Richard M. Fairbanks
Ambassador Fairbanks was Assistant to EPA Administrator William Ruckelshaus before going on to serve as the Associate Director of the White House Domestic Council for Natural Resources, Energy, and the Environment. In 1981, he returned to government service as Assistant Secretary of State for Congressional Relations, and in 1982, he was appointed to the rank of Ambassador as the Chief Negotiator of the Middle East peace process. He is a Trustee, Counselor, and former President of CSIS.

James R. Schlesinger, Jr.
Dr. Schlesinger was the first U.S. Secretary of Energy, serving in the Carter Administration from 1977 to 1979. He served in several high level positions in the Nixon Administration including Chairman of the United States Atomic Energy Commission, Director of Central Intelligence, and Secretary of Defense, a post he held during the Yom Kippur War of 1973 and the Energy Crisis of 1974.

James J. Tozzi
Dr. Tozzi is the head of the Center for Regulatory Effectiveness, a non-profit organization established to provide Congress with independent analyses of agency regulations.
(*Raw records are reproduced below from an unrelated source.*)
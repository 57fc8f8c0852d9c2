//! Bounded batch dispatch
//!
//! Runs an action against every item of a work list while keeping at most
//! `K` units of work in flight. The list is drained from the front in waves
//! of `min(K, remaining)` items; every item of a wave runs on its own worker
//! and the coordinating thread waits for the whole wave before forming the
//! next one.
//!
//! Failures are per item: an `Err` from the action is recorded in the
//! [`DispatchReport`] and neither its siblings nor later waves are affected.

use log::debug;
use std::collections::VecDeque;
use std::num::NonZeroUsize;
use std::sync::{Mutex, PoisonError};

use crate::error::Result;

/// Runs work in waves on a fixed-size worker pool
pub struct BatchDispatcher {
    concurrency: NonZeroUsize,
    pool: rayon::ThreadPool,
}

impl BatchDispatcher {
    /// Create a dispatcher with a concurrency ceiling of `concurrency`
    ///
    /// The backing pool holds exactly `concurrency` worker threads.
    pub fn new(concurrency: NonZeroUsize) -> Result<Self> {
        let pool = rayon::ThreadPoolBuilder::new()
            .num_threads(concurrency.get())
            .thread_name(|index| format!("googlemail-dispatch-{}", index))
            .build()?;

        Ok(Self { concurrency, pool })
    }

    /// The concurrency ceiling
    pub fn concurrency(&self) -> NonZeroUsize {
        self.concurrency
    }

    /// Run `action` once for every item
    ///
    /// Returns once the queue is empty. Outcomes are in completion order,
    /// which within a wave is unspecified.
    pub fn dispatch<T, V, E, F>(&self, items: Vec<T>, action: F) -> DispatchReport<T, V, E>
    where
        T: Send,
        V: Send,
        E: Send,
        F: Fn(&T) -> std::result::Result<V, E> + Sync,
    {
        let mut queue: VecDeque<T> = items.into();
        let mut report = DispatchReport::with_capacity(queue.len());
        let action = &action;

        while !queue.is_empty() {
            let wave_size = self.concurrency.get().min(queue.len());
            let wave: Vec<T> = queue.drain(..wave_size).collect();
            debug!(
                "Dispatching wave {} ({} items, {} queued)",
                report.wave_sizes.len() + 1,
                wave_size,
                queue.len()
            );

            let completed = Mutex::new(Vec::with_capacity(wave_size));
            let completed_ref = &completed;

            // `scope` returns only after every spawned unit has finished.
            self.pool.scope(move |scope| {
                for item in wave {
                    scope.spawn(move |_| {
                        let outcome = action(&item);
                        completed_ref
                            .lock()
                            .unwrap_or_else(PoisonError::into_inner)
                            .push((item, outcome));
                    });
                }
            });

            let completed = completed
                .into_inner()
                .unwrap_or_else(PoisonError::into_inner);
            report.outcomes.extend(completed);
            report.wave_sizes.push(wave_size);
        }

        debug!(
            "Dispatch finished: {} items in {} waves ({} failed)",
            report.len(),
            report.wave_sizes.len(),
            report.failure_count()
        );
        report
    }
}

/// Per-item outcomes of one dispatch
#[derive(Debug)]
pub struct DispatchReport<T, V, E> {
    outcomes: Vec<(T, std::result::Result<V, E>)>,
    wave_sizes: Vec<usize>,
}

impl<T, V, E> DispatchReport<T, V, E> {
    fn with_capacity(capacity: usize) -> Self {
        Self {
            outcomes: Vec::with_capacity(capacity),
            wave_sizes: Vec::new(),
        }
    }

    /// Number of processed items
    pub fn len(&self) -> usize {
        self.outcomes.len()
    }

    pub fn is_empty(&self) -> bool {
        self.outcomes.is_empty()
    }

    /// Size of each wave, in dispatch order
    pub fn wave_sizes(&self) -> &[usize] {
        &self.wave_sizes
    }

    /// All outcomes, in completion order
    pub fn outcomes(&self) -> &[(T, std::result::Result<V, E>)] {
        &self.outcomes
    }

    /// Items whose action succeeded, with their values
    pub fn successes(&self) -> impl Iterator<Item = (&T, &V)> {
        self.outcomes
            .iter()
            .filter_map(|(item, outcome)| outcome.as_ref().ok().map(|v| (item, v)))
    }

    /// Items whose action failed, with their errors
    pub fn failures(&self) -> impl Iterator<Item = (&T, &E)> {
        self.outcomes
            .iter()
            .filter_map(|(item, outcome)| outcome.as_ref().err().map(|e| (item, e)))
    }

    pub fn failure_count(&self) -> usize {
        self.outcomes.iter().filter(|(_, o)| o.is_err()).count()
    }

    pub fn into_outcomes(self) -> Vec<(T, std::result::Result<V, E>)> {
        self.outcomes
    }

    /// Split into successful values and failed items
    pub fn partition(self) -> (Vec<(T, V)>, Vec<(T, E)>) {
        let mut succeeded = Vec::new();
        let mut failed = Vec::new();
        for (item, outcome) in self.outcomes {
            match outcome {
                Ok(value) => succeeded.push((item, value)),
                Err(err) => failed.push((item, err)),
            }
        }
        (succeeded, failed)
    }
}

#[cfg(test)]
mod tests {
    use super::*;
    use std::collections::HashSet;
    use std::sync::atomic::{AtomicUsize, Ordering};
    use std::thread;
    use std::time::Duration;

    fn dispatcher(k: usize) -> BatchDispatcher {
        BatchDispatcher::new(NonZeroUsize::new(k).unwrap()).unwrap()
    }

    #[test]
    fn test_five_items_ceiling_two() {
        let items = vec!["a", "b", "c", "d", "e"];
        let calls = AtomicUsize::new(0);

        let report = dispatcher(2).dispatch(items, |item| {
            calls.fetch_add(1, Ordering::SeqCst);
            Ok::<_, String>(item.to_uppercase())
        });

        assert_eq!(report.wave_sizes(), &[2, 2, 1]);
        assert_eq!(calls.load(Ordering::SeqCst), 5);
        assert_eq!(report.len(), 5);

        let values: HashSet<String> = report.successes().map(|(_, v)| v.clone()).collect();
        let expected: HashSet<String> = ["A", "B", "C", "D", "E"]
            .iter()
            .map(|s| s.to_string())
            .collect();
        assert_eq!(values, expected);
    }

    #[test]
    fn test_single_item_large_ceiling() {
        let report = dispatcher(10).dispatch(vec!["x"], |_| Ok::<_, ()>(()));
        assert_eq!(report.wave_sizes(), &[1]);
        assert_eq!(report.len(), 1);
    }

    #[test]
    fn test_empty_input() {
        let calls = AtomicUsize::new(0);
        let report = dispatcher(3).dispatch(Vec::<u32>::new(), |_| {
            calls.fetch_add(1, Ordering::SeqCst);
            Ok::<_, ()>(())
        });

        assert!(report.is_empty());
        assert!(report.wave_sizes().is_empty());
        assert_eq!(calls.load(Ordering::SeqCst), 0);
    }

    #[test]
    fn test_failures_do_not_stop_batch() {
        let items: Vec<u32> = (0..7).collect();

        let report = dispatcher(3).dispatch(items, |n| {
            if n % 3 == 1 {
                Err(format!("item {} failed", n))
            } else {
                Ok(n * 10)
            }
        });

        assert_eq!(report.len(), 7);
        assert_eq!(report.failure_count(), 2);

        let (succeeded, failed) = report.partition();
        let mut failed_items: Vec<u32> = failed.into_iter().map(|(n, _)| n).collect();
        failed_items.sort();
        assert_eq!(failed_items, vec![1, 4]);
        assert_eq!(succeeded.len(), 5);
    }

    #[test]
    fn test_ceiling_one_is_sequential() {
        let in_flight = AtomicUsize::new(0);
        let max_in_flight = AtomicUsize::new(0);
        let order = Mutex::new(Vec::new());

        let report = dispatcher(1).dispatch((0..5).collect::<Vec<u32>>(), |n| {
            let now = in_flight.fetch_add(1, Ordering::SeqCst) + 1;
            max_in_flight.fetch_max(now, Ordering::SeqCst);
            order.lock().unwrap().push(*n);
            thread::sleep(Duration::from_millis(2));
            in_flight.fetch_sub(1, Ordering::SeqCst);
            Ok::<_, ()>(())
        });

        assert_eq!(report.wave_sizes(), &[1, 1, 1, 1, 1]);
        assert_eq!(max_in_flight.load(Ordering::SeqCst), 1);
        assert_eq!(*order.lock().unwrap(), vec![0, 1, 2, 3, 4]);
    }

    #[test]
    fn test_concurrency_never_exceeds_ceiling() {
        let in_flight = AtomicUsize::new(0);
        let max_in_flight = AtomicUsize::new(0);

        dispatcher(4).dispatch((0..23).collect::<Vec<u32>>(), |_| {
            let now = in_flight.fetch_add(1, Ordering::SeqCst) + 1;
            max_in_flight.fetch_max(now, Ordering::SeqCst);
            thread::sleep(Duration::from_millis(3));
            in_flight.fetch_sub(1, Ordering::SeqCst);
            Ok::<_, ()>(())
        });

        let observed = max_in_flight.load(Ordering::SeqCst);
        assert!(observed >= 1 && observed <= 4, "observed {}", observed);
    }

    #[test]
    fn test_wave_barrier() {
        // Each unit records how many units had finished when it started.
        // Items of wave w (0-based, K = 3) must all see at least 3 * w.
        let finished = AtomicUsize::new(0);
        let started_after = Mutex::new(Vec::new());

        dispatcher(3).dispatch((0..10).collect::<Vec<usize>>(), |index| {
            let seen = finished.load(Ordering::SeqCst);
            started_after.lock().unwrap().push((*index, seen));
            thread::sleep(Duration::from_millis(2));
            finished.fetch_add(1, Ordering::SeqCst);
            Ok::<_, ()>(())
        });

        for (index, seen) in started_after.into_inner().unwrap() {
            let wave = index / 3;
            assert!(
                seen >= wave * 3,
                "item {} started after only {} completions",
                index,
                seen
            );
        }
    }
}
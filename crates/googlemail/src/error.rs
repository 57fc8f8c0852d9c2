//! Error types for mailbox operations

/// Result alias used by every mailbox operation
pub type Result<T> = std::result::Result<T, GmailError>;

/// Errors returned by the Gmail client
///
/// One variant per failure class: credentials, transport, service-side
/// rejection, payload decoding. Batch operations record these per item
/// instead of returning them.
#[derive(Debug, thiserror::Error)]
pub enum GmailError {
    /// Missing, malformed or rejected credential material
    #[error("credential error: {0}")]
    Credential(String),

    /// The request could not be sent or its response could not be read
    #[error("{context}: {source}")]
    Http {
        context: &'static str,
        #[source]
        source: ureq::Error,
    },

    /// The service answered with a non-success status
    #[error("Gmail API error {status}: {message}")]
    Api {
        status: u16,
        message: String,
        /// Secondary human-readable details, when the service provides them
        details: Option<String>,
    },

    /// A base64 payload from the service could not be decoded
    #[error("failed to decode {context}: {source}")]
    Decode {
        context: &'static str,
        #[source]
        source: base64::DecodeError,
    },

    /// A lookup matched nothing
    #[error("not found: {0}")]
    NotFound(String),

    #[error(transparent)]
    Io(#[from] std::io::Error),

    /// Service-account assertion could not be signed
    #[error("failed to sign service account assertion: {0}")]
    Signing(#[from] jsonwebtoken::errors::Error),

    /// The dispatch worker pool could not be started
    #[error("failed to start worker pool: {0}")]
    WorkerPool(#[from] rayon::ThreadPoolBuildError),
}

impl GmailError {
    /// Wrap a transport error with a short description of the failed request
    pub(crate) fn http(context: &'static str) -> impl FnOnce(ureq::Error) -> Self {
        move |source| Self::Http { context, source }
    }

    /// Whether repeating the same request could succeed
    ///
    /// Transport failures, rate limiting (429) and server errors (5xx) are
    /// retryable; everything else is not.
    pub fn is_retryable(&self) -> bool {
        match self {
            Self::Http { source, .. } => !matches!(source, ureq::Error::Json(_)),
            Self::Api { status, .. } => *status == 429 || *status >= 500,
            _ => false,
        }
    }

    /// HTTP status of a service-side rejection
    pub fn status(&self) -> Option<u16> {
        match self {
            Self::Api { status, .. } => Some(*status),
            _ => None,
        }
    }

    /// Secondary details attached to a service-side rejection
    pub fn details(&self) -> Option<&str> {
        match self {
            Self::Api { details, .. } => details.as_deref(),
            _ => None,
        }
    }
}
//! Draft builder

use crate::error::Result;
use crate::gmail::MailService;
use crate::mailbox::{Mailbox, SentMessage};
use crate::models::Attachment;

/// An email ready to be sent from a mailbox
#[derive(Debug, Clone, Default, PartialEq, Eq)]
pub struct Draft {
    /// Display name placed in front of the sender address
    pub send_as: String,
    pub subject: String,
    /// HTML body
    pub body: String,
    pub to: Vec<String>,
    pub cc: Vec<String>,
    pub bcc: Vec<String>,
    pub attachments: Vec<Attachment>,
}

impl Draft {
    pub fn new(
        to: Vec<String>,
        cc: Vec<String>,
        bcc: Vec<String>,
        subject: impl Into<String>,
        body: impl Into<String>,
    ) -> Self {
        Self {
            subject: subject.into(),
            body: body.into(),
            to,
            cc,
            bcc,
            ..Default::default()
        }
    }

    pub fn send_as(mut self, name: impl Into<String>) -> Self {
        self.send_as = name.into();
        self
    }

    pub fn attach(mut self, attachment: Attachment) -> Self {
        self.attachments.push(attachment);
        self
    }

    /// Send this draft from `mailbox`
    pub fn send<S: MailService>(&self, mailbox: &Mailbox<S>) -> Result<SentMessage> {
        mailbox.send_email(self)
    }
}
He started his career in the Nixon White House as Chief of Environment at the Office of Management and Budget, before going on to serve as Assistant Director of the OMB in the Carter White House, and Deputy Administrator in the Reagan White House.

Guy F. Caruso, Moderator
Mr. Caruso was the Middle East oil analyst in the Office Economic Research at the Central Intelligence Agency from 1969 to 1974. He currently is Senior Advisor, Energy and National Security program, Center for Strategic and International Studies (CSIS) in Washington DC. Prior to joining CSIS Caruso served as Administrator, Energy Information Administration (EIA) from July 2002 to September 2008. Before leading EIA, Mr. Caruso acquired over 30 years of energy experience, emphasizing topics relating to energy markets, policy, and security. Caruso held senior management positions in the US Department of Energy and the International Energy Agency in Paris, France.